Ask HN: Where can I find some really good business plans? - pjharrin

Hello everyone, I'm using a business plan format as a way to document my knowledge and findings while performing some due diligence on a business idea. I was wondering if anyone had, or knew where I could find, some really good examples that I could take a loot at.<p>Thanks,
======
argonaut
I know this doesn't answer your question, but I have to ask: why are you even
writing up a business plan?

I don't mean to be harsh, but in Silicon Valley writing up a business plan is
seen by many as a _negative_ signal. Lots of people (myself included) see it
as something a business student with no real-world experience would do as
their first step.

The reason for this is simple: you can't _really_ know if users will actually
like or use or pay for your product. A business plan is only going to be a
bunch of guesses, the vast majority of which will turn out to be unfounded. If
you think you can predict what users will like before users themselves tell
you, then you should change your first name to Steve and your last name to
Jobs.
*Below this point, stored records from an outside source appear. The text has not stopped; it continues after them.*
//! RustVtape Library
//!
//! Emulation of channel-attached magnetic tape drives backed by tape image
//! files (AWS, FakeTape and read-only OMA volumes).

pub mod channel;
pub mod cli;
pub mod commands;
pub mod config;
pub mod error;
pub mod logger;
pub mod media;
pub mod sense;

#[cfg(test)]
mod tests;

// Re-export key types for easier use
pub use channel::{CcwFlags, CcwOutcome, CcwRequest, DeviceFamily, DeviceModel, TapeDevice};
pub use config::DeviceConfig;
pub use error::{ErrorKind, MediaResult, Result, RustVtapeError};
pub use media::{open_media, MediaHandler, MediaParameters, TapeFormat, TapePosition};
pub use sense::UnitStatus;
//! Device Configuration
//!
//! JSON description of one emulated drive:
//!
//! ```json
//! {
//!   "model": "3490",
//!   "image": "/tapes/vol001.aws",
//!   "media": { "max_size": 104857600, "eot_margin": 1048576 },
//!   "deonirq": false
//! }
//! ```

use crate::channel::types::DeviceModel;
use crate::error::{Result, RustVtapeError};
use crate::media::MediaParameters;
use serde::{Deserialize, Serialize};
use std::path::{Path, PathBuf};
use tracing::debug;

#[derive(Debug, Clone, PartialEq, Eq, Serialize, Deserialize)]
pub struct DeviceConfig {
    pub model: DeviceModel,
    /// Image to mount at start-up; absent or `*` leaves the drive empty.
    #[serde(default)]
    pub image: Option<PathBuf>,
    #[serde(default)]
    pub media: MediaParameters,
    /// Present device end with intervention required on read and write.
    #[serde(default)]
    pub deonirq: bool,
}

impl DeviceConfig {
    pub fn new(model: DeviceModel) -> Self {
        Self {
            model,
            image: None,
            media: MediaParameters::default(),
            deonirq: false,
        }
    }

    /// Load a configuration file.
    pub fn load(path: &Path) -> Result<Self> {
        let text = std::fs::read_to_string(path)
            .map_err(|e| RustVtapeError::config(format!("Failed to read {}: {}", path.display(), e)))?;
        let config = Self::from_json(&text)?;
        debug!("Loaded device configuration from {}", path.display());
        Ok(config)
    }

    pub fn from_json(text: &str) -> Result<Self> {
        let config: Self = serde_json::from_str(text)
            .map_err(|e| RustVtapeError::config(format!("Failed to parse device configuration: {}", e)))?;
        config.validate()?;
        Ok(config)
    }

    fn validate(&self) -> Result<()> {
        let media = &self.media;
        if media.max_size > 0 && media.eot_margin >= media.max_size {
            return Err(RustVtapeError::parameter_validation(format!(
                "eot_margin {} must be smaller than max_size {}",
                media.eot_margin, media.max_size
            )));
        }
        Ok(())
    }
}
use clap::{Parser, Subcommand};
use std::path::PathBuf;

use crate::channel::DeviceModel;

#[derive(Parser)]
#[command(name = "rustvtape")]
#[command(about = "Virtual tape drive: run channel programs against tape images")]
#[command(version = "0.1.0")]
pub struct Cli {
    #[command(subcommand)]
    pub command: Commands,

    /// Enable verbose output
    #[arg(short, long, global = true)]
    pub verbose: bool,

    /// Device configuration file (JSON)
    #[arg(short, long, global = true)]
    pub config: Option<PathBuf>,
}

#[derive(Subcommand)]
pub enum Commands {
    /// Run a channel program (JSON list of CCWs) against a drive
    Exec {
        /// Channel program file
        #[arg(value_name = "PROGRAM")]
        program: PathBuf,

        /// Image to mount, overriding the configuration
        #[arg(short, long, value_name = "IMAGE")]
        image: Option<PathBuf>,

        /// Device type when no configuration file is given
        #[arg(short, long, default_value = "3490")]
        model: DeviceModel,

        /// Print data transferred by read-type commands
        #[arg(short, long)]
        dump: bool,
    },

    /// Show the format an image would be mounted as
    Detect {
        /// Tape image or description file
        #[arg(value_name = "IMAGE")]
        image: PathBuf,
    },
}

impl Cli {
    pub fn parse_args() -> Self {
        Self::parse()
    }
}
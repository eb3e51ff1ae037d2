use crate::error::{Result, RustVtapeError};
use std::io;
use tracing_subscriber::{fmt, prelude::*, EnvFilter};

/// Install the global tracing subscriber. `RUST_LOG` overrides the default
/// level when set.
pub fn init(verbose: bool) -> Result<()> {
    let default_level = if verbose { "debug" } else { "info" };
    let filter = EnvFilter::try_from_default_env().unwrap_or_else(|_| EnvFilter::new(default_level));

    let fmt_layer = fmt::layer()
        .with_target(false)
        .with_thread_ids(false)
        .with_file(false)
        .with_line_number(false)
        .with_writer(io::stderr);

    tracing_subscriber::registry()
        .with(filter)
        .with(fmt_layer)
        .try_init()
        .map_err(|e| RustVtapeError::config(format!("logger already initialised: {}", e)))?;

    Ok(())
}
//! Exec Command Handler
//!
//! Handles the `exec` subcommand: mount an image on an emulated drive and
//! run a channel program through the command processor.
//!
//! A program is a JSON list of CCWs:
//!
//! ```json
//! [
//!   { "opcode": 7 },
//!   { "opcode": 1, "flags": 64, "data": "C8C5D3D3D6" },
//!   { "opcode": 2, "count": 80 }
//! ]
//! ```
//!
//! The command-chain flag (0x40) keeps the next CCW in the same chain and the
//! data-chain flag (0x80) continues the data into the next CCW.

use crate::channel::constants::opcodes;
use crate::channel::{CcwFlags, CcwRequest, DeviceModel, TapeDevice};
use crate::config::DeviceConfig;
use crate::error::{Result, RustVtapeError};
use crate::sense::UnitStatus;
use serde::Deserialize;
use std::path::{Path, PathBuf};
use tracing::{debug, info};

#[derive(Debug, Clone, PartialEq, Eq, Deserialize)]
pub struct ProgramStep {
    pub opcode: u8,
    #[serde(default)]
    pub flags: u8,
    /// Transfer count; defaults to the length of `data`.
    #[serde(default)]
    pub count: Option<u16>,
    /// Hex encoded output data.
    #[serde(default)]
    pub data: Option<String>,
}

impl ProgramStep {
    fn payload(&self) -> Result<Vec<u8>> {
        match &self.data {
            Some(text) => hex::decode(text.trim())
                .map_err(|e| RustVtapeError::parse(format!("opcode 0x{:02X}: bad hex data: {}", self.opcode, e))),
            None => Ok(Vec::new()),
        }
    }
}

pub fn load_program(path: &Path) -> Result<Vec<ProgramStep>> {
    let text = std::fs::read_to_string(path)?;
    parse_program(&text)
}

pub fn parse_program(text: &str) -> Result<Vec<ProgramStep>> {
    serde_json::from_str(text).map_err(|e| RustVtapeError::parse(format!("Failed to parse channel program: {}", e)))
}

pub fn execute(
    config_path: Option<PathBuf>,
    program: PathBuf,
    image: Option<PathBuf>,
    model: DeviceModel,
    dump: bool,
) -> Result<()> {
    let mut config = match config_path {
        Some(path) => DeviceConfig::load(&path)?,
        None => DeviceConfig::new(model),
    };
    if image.is_some() {
        config.image = image;
    }

    let steps = load_program(&program)?;
    info!(
        "Running {} CCWs from {} on a {}",
        steps.len(),
        program.display(),
        config.model.description()
    );

    let mut device = TapeDevice::from_config(&config)?;
    if let Some(media) = device.media() {
        println!("Mounted {} ({})", media.path().display(), media.format().description());
    } else {
        println!("No tape mounted");
    }

    let mut seq = 0u32;
    let mut chained = false;
    let mut prev_opcode = 0u8;

    for (index, step) in steps.iter().enumerate() {
        let data = step.payload()?;
        let flags = CcwFlags::from_bits_truncate(step.flags);
        let count = step.count.unwrap_or(u16::try_from(data.len()).unwrap_or(u16::MAX));

        let mut iobuf = data;
        if iobuf.len() < count as usize {
            iobuf.resize(count as usize, 0);
        }

        let req = CcwRequest {
            opcode: step.opcode,
            flags,
            chained,
            count,
            prev_opcode,
            seq,
        };
        debug!("Step {}: {:?}", index, req);
        let outcome = device.execute(&req, &mut iobuf);

        println!(
            "{:>3}: opcode 0x{:02X} count {:>5}  status {:<16} residual {:>5}{}",
            index,
            step.opcode,
            count,
            status_names(outcome.status),
            outcome.residual,
            if outcome.more { "  (more data)" } else { "" }
        );
        if outcome.status.contains(UnitStatus::UC) {
            println!("     sense {}", hex::encode_upper(&outcome.sense));
        }
        if dump && !is_output(step.opcode) {
            let transferred = (count - outcome.residual) as usize;
            if transferred > 0 {
                println!("     data  {}", hex::encode_upper(&iobuf[..transferred.min(iobuf.len())]));
            }
        }

        let chain_ends = !flags.intersects(CcwFlags::CC | CcwFlags::CD) || outcome.status.contains(UnitStatus::UC);
        chained = flags.contains(CcwFlags::CD) && !chain_ends;
        prev_opcode = step.opcode;
        seq = if chain_ends { 0 } else { seq + 1 };
    }
    Ok(())
}

/// Write and control opcodes carry data to the drive.
fn is_output(opcode: u8) -> bool {
    opcode & 0x01 == 0x01 && opcode != opcodes::NOP
}

fn status_names(status: UnitStatus) -> String {
    if status.is_empty() {
        return "-".to_string();
    }
    status
        .iter_names()
        .map(|(name, _)| name)
        .collect::<Vec<_>>()
        .join(" ")
}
So instead of spending time on a business plan, the recommended route is
to build a quick prototype and see how users respond to that.

An exception to this might be if the product you're building is something
_you_ need, in which case it might be excusable to build something that's more
than just a prototype. Nonetheless, the same problem applies: you don't really
know if _other_ people will find what you build useful until you get it in
front of them.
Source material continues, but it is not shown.